Ten years ago, I took my first walk on the fire road above the North Oakland Regional Sports Center (Caldecott Field), where I saw fit to document an incipient landslide there.

In June, standing on Skyline Boulevard, I noticed that the site was shrouded in black plastic, a surefire sign of a landslide. Passing by again last week, I noticed a change and made the time to visit. The change was that the center of the previous landslide had given way in a new landslide.

This new slide looks ugly, and of course the fire road will need fixing, but the slide material didn’t seem to go far downhill.

The picture seemed pretty simple to me, standing there, but then I came home and looked at the area, in Google Maps 3D, featuring imagery as of a couple years ago. The view is to the south.

Two things to see here. First, the fire road was resurfaced at the place where I shot the 2008 photo (just below the water tank). So the slide shrouded in plastic was likely the second one since 2008. Second, the hillside below the slide is stripped of trees — that is, it’s a landslide chute. Maybe the slide I shot in 2008 did that. Air photos from 1968 and 1939 show nothing distinctive at that location.

If only I’d been paying attention here over the last 10 years! But Oakland’s a big town with a lot to keep track of.
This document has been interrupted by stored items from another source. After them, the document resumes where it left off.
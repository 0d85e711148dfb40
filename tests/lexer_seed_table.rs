//! Covers the literal seed table, the failing-input table, and the two
//! event parsing scenarios.

use statsd_ingest_core::model::{AlertType, MetricType, Priority};
use statsd_ingest_core::{run, ParseError, Record};

fn parse(line: &[u8]) -> Result<Record, ParseError> {
    let mut owned = line.to_vec();
    run(&mut owned, None)
}

fn parse_ns(line: &[u8], namespace: &str) -> Result<Record, ParseError> {
    let mut owned = line.to_vec();
    run(&mut owned, Some(namespace))
}

#[test]
fn counter() {
    let record = parse(b"foo.bar.baz:2|c").unwrap();
    let metric = record.as_metric().unwrap();
    assert_eq!(metric.name, "foo.bar.baz");
    assert_eq!(metric.value, 2.0);
    assert_eq!(metric.metric_type, MetricType::Counter);
}

#[test]
fn gauge() {
    let record = parse(b"abc.def.g:3|g").unwrap();
    let metric = record.as_metric().unwrap();
    assert_eq!(metric.name, "abc.def.g");
    assert_eq!(metric.value, 3.0);
    assert_eq!(metric.metric_type, MetricType::Gauge);
}

#[test]
fn timer() {
    let record = parse(b"def.g:10|ms").unwrap();
    let metric = record.as_metric().unwrap();
    assert_eq!(metric.name, "def.g");
    assert_eq!(metric.value, 10.0);
    assert_eq!(metric.metric_type, MetricType::Timer);
}

#[test]
fn sampled_counter_is_scaled() {
    let record = parse(b"smp.rte:5|c|@0.1").unwrap();
    let metric = record.as_metric().unwrap();
    assert_eq!(metric.name, "smp.rte");
    assert_eq!(metric.value, 50.0);
    assert_eq!(metric.metric_type, MetricType::Counter);
}

#[test]
fn sampled_counter_with_tags() {
    let record = parse(b"smp.rte:5|c|@0.1|#foo:bar,baz").unwrap();
    let metric = record.as_metric().unwrap();
    assert_eq!(metric.value, 50.0);
    assert_eq!(
        metric.tags,
        vec![b"foo:bar".to_vec(), b"baz".to_vec()]
    );
}

#[test]
fn set_carries_string_value() {
    let record = parse(b"uniq.usr:joe|s").unwrap();
    let metric = record.as_metric().unwrap();
    assert_eq!(metric.name, "uniq.usr");
    assert_eq!(metric.string_value, b"joe");
    assert_eq!(metric.metric_type, MetricType::Set);
}

#[test]
fn space_in_key_becomes_underscore() {
    let record = parse(b"smp gge:1|g").unwrap();
    let metric = record.as_metric().unwrap();
    assert_eq!(metric.name, "smp_gge");
    assert_eq!(metric.value, 1.0);
}

#[test]
fn slash_in_key_becomes_hyphen() {
    let record = parse(b"smp/gge:1|g").unwrap();
    let metric = record.as_metric().unwrap();
    assert_eq!(metric.name, "smp-gge");
}

#[test]
fn disallowed_bytes_are_dropped_from_key() {
    let record = parse(b"smp,gge$:1|g").unwrap();
    let metric = record.as_metric().unwrap();
    assert_eq!(metric.name, "smpgge");
}

#[test]
fn tags_are_lowercased() {
    let record = parse(b"smp.rte:5|c|#Foo:Bar,baz").unwrap();
    let metric = record.as_metric().unwrap();
    assert_eq!(
        metric.tags,
        vec![b"foo:bar".to_vec(), b"baz".to_vec()]
    );
}

#[test]
fn namespace_is_prepended() {
    let record = parse_ns(b"foo.bar.baz:2|c", "stats").unwrap();
    let metric = record.as_metric().unwrap();
    assert_eq!(metric.name, "stats.foo.bar.baz");
}

#[test]
fn missing_colon_before_type_is_rejected() {
    assert!(parse(b"fOO|bar:bazkk").is_err());
}

#[test]
fn unknown_type_token_is_rejected() {
    assert_eq!(parse(b"foo.bar.baz:1|q"), Err(ParseError::InvalidType));
}

#[test]
fn nan_value_is_rejected() {
    assert_eq!(
        parse(b"NaN.should.be:NaN|g"),
        Err(ParseError::InvalidValueNaN)
    );
}

#[test]
fn empty_buffer_is_rejected() {
    assert!(parse(b"").is_err());
}

#[test]
fn bare_underscore_is_rejected() {
    assert!(parse(b"_").is_err());
}

#[test]
fn underscore_prefixed_garbage_is_rejected() {
    assert!(parse(b"_x...").is_err());
}

#[test]
fn event_with_full_attributes() {
    // Wire text is the 5 raw bytes `wor\n` (backslash, n, not a real
    // newline); the lexer unescapes that literal sequence to an actual LF.
    let record = parse(b"_e{5,5}:hello|wor\\n|p:low|t:error|#a,b").unwrap();
    let event = record.as_event().unwrap();
    assert_eq!(event.title, "hello");
    assert_eq!(event.text, "wor\n");
    assert_eq!(event.priority, Priority::Low);
    assert_eq!(event.alert_type, AlertType::Error);
    assert_eq!(event.tags, vec![b"a".to_vec(), b"b".to_vec()]);
}

#[test]
fn event_with_bogus_priority_is_rejected() {
    assert_eq!(
        parse(b"_e{5,3}:hello|wor|p:bogus"),
        Err(ParseError::InvalidAttributes)
    );
}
Landslides tend to be persistent: once one starts, others follow in the same place. This is especially true in the rock exposed here, which is mudstone of the Sobrante Formation. Here’s an exposure of it in a roadcut on Thorndale Drive. This stuff falls down real easy. Elsewhere in the hills I’ve called it “punk shale.”

A closeup of another roadcut shows wavy lines caused by shear within the rock.

The Sobrante was a big headache to the people excavating the Caldecott Tunnel bores. It caved in on the men digging the first bores, and the fourth bore required heroic engineering to keep it all shored up so the concrete could be poured. Likewise, houses built on this rock need strong foundations and designs that are sensitive to the site.

2 Responses to “Landslide update from the Sports Center fire road”

  1. Andrew Alden Says:

    More photos from a visit in 2023 at https://oaklandgeology.com/2023/03/20/merriewood-spur/

  2. glasspusher Says:

    Andrew- very interesting! Great post.